→ **Stored data entries**
=====
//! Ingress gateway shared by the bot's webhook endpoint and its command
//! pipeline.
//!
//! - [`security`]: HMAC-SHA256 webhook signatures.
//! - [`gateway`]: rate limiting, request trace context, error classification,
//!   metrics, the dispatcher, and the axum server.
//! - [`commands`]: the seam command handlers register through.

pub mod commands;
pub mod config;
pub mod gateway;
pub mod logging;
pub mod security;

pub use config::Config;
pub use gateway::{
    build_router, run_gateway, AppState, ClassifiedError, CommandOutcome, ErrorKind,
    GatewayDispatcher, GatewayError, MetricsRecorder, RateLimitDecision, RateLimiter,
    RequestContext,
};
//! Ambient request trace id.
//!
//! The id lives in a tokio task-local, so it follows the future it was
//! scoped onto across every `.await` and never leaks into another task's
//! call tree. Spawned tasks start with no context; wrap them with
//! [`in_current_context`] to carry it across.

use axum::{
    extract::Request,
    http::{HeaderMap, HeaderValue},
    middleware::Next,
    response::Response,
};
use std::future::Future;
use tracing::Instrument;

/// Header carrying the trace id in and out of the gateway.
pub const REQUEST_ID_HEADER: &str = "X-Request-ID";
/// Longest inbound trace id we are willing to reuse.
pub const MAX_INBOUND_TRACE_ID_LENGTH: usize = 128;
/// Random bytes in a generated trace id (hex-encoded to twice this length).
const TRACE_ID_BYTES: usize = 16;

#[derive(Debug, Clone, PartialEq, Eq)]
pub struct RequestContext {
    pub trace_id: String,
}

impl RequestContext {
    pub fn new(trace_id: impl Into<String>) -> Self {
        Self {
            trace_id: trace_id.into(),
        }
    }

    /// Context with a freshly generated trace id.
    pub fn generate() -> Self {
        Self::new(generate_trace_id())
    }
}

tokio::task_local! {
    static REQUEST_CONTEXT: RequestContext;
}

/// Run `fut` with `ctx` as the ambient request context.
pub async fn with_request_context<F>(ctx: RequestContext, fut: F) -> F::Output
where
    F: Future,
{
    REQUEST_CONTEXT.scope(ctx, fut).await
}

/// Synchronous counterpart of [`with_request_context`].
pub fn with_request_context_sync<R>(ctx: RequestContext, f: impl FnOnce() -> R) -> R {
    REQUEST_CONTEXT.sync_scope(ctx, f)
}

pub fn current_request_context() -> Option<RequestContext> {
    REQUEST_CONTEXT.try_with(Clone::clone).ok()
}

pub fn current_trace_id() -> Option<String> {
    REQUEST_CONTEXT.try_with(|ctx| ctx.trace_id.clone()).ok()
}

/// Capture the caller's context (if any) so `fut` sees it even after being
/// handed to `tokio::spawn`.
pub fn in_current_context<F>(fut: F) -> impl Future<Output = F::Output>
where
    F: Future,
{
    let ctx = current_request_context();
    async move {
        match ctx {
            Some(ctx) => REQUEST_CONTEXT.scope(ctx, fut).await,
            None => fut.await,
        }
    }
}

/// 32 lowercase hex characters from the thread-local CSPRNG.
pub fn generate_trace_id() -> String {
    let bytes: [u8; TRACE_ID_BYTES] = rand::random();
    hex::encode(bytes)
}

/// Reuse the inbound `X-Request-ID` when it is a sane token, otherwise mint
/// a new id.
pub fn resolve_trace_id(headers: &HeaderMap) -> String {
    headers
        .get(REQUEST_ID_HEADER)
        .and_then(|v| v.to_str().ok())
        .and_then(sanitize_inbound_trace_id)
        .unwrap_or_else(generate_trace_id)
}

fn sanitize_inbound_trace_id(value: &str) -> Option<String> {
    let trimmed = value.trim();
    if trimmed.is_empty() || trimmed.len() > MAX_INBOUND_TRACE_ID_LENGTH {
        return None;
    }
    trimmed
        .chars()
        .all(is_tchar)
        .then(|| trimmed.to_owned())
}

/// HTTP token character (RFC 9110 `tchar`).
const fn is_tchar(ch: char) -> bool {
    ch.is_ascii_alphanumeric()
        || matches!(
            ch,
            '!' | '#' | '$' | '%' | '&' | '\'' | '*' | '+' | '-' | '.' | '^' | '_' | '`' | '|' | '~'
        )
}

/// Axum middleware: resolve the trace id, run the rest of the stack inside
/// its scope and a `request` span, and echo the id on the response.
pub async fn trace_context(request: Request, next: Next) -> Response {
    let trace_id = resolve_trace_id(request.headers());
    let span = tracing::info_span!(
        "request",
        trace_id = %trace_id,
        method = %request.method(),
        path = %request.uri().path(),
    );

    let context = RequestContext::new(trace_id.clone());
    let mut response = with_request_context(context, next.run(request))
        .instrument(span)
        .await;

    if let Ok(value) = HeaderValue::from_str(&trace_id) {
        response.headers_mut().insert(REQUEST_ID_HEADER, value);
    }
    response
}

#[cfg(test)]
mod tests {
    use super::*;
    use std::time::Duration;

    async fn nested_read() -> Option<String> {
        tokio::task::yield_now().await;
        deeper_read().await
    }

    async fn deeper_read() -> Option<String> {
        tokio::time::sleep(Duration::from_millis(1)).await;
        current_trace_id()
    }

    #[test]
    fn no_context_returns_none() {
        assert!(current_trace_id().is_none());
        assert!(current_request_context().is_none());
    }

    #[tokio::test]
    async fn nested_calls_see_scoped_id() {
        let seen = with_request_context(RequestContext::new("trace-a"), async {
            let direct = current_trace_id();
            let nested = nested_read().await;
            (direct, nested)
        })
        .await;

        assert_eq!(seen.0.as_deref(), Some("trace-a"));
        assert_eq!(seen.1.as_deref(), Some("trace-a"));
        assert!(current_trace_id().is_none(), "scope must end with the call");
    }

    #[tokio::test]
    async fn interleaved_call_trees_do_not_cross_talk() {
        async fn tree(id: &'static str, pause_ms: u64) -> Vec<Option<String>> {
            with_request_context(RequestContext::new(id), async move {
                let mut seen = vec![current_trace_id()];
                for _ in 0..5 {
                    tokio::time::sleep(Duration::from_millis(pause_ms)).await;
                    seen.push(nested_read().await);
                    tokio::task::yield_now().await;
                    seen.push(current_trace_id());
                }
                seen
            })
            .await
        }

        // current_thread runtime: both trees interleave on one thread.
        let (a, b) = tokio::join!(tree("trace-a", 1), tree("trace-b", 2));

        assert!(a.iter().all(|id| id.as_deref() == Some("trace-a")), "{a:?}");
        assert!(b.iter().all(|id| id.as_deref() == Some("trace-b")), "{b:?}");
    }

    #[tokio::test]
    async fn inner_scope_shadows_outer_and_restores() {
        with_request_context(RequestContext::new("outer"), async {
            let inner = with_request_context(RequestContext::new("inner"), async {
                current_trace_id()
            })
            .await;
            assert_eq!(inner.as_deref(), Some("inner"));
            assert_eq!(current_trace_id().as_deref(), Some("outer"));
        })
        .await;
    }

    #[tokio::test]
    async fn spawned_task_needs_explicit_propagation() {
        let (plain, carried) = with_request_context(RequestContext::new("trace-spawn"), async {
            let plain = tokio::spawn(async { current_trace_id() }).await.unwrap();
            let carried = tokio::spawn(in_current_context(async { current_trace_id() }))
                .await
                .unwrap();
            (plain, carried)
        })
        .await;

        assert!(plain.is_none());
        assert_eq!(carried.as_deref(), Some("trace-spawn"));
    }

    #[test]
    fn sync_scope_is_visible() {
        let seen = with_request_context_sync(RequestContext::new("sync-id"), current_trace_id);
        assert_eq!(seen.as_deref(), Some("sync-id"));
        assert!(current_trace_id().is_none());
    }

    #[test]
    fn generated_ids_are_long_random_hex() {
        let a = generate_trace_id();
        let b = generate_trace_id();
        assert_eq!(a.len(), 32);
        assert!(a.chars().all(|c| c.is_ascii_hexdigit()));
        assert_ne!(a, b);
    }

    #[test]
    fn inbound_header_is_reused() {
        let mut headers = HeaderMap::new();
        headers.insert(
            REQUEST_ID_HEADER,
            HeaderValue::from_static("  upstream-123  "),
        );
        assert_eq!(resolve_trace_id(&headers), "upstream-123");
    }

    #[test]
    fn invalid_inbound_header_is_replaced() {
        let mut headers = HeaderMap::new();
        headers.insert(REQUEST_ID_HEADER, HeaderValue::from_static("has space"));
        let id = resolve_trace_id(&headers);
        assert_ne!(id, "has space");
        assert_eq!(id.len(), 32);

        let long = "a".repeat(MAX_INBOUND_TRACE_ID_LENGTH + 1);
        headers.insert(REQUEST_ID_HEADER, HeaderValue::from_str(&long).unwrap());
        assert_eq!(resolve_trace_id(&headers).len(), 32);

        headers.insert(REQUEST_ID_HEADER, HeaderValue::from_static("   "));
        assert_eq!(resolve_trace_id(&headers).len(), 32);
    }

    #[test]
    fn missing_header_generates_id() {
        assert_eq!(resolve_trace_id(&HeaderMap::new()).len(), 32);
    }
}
=====
→ **Exercise aim**
In the entries above, find the lines containing the word "Option" and say how many there are, with no other words.

→ **Reply to the task**
6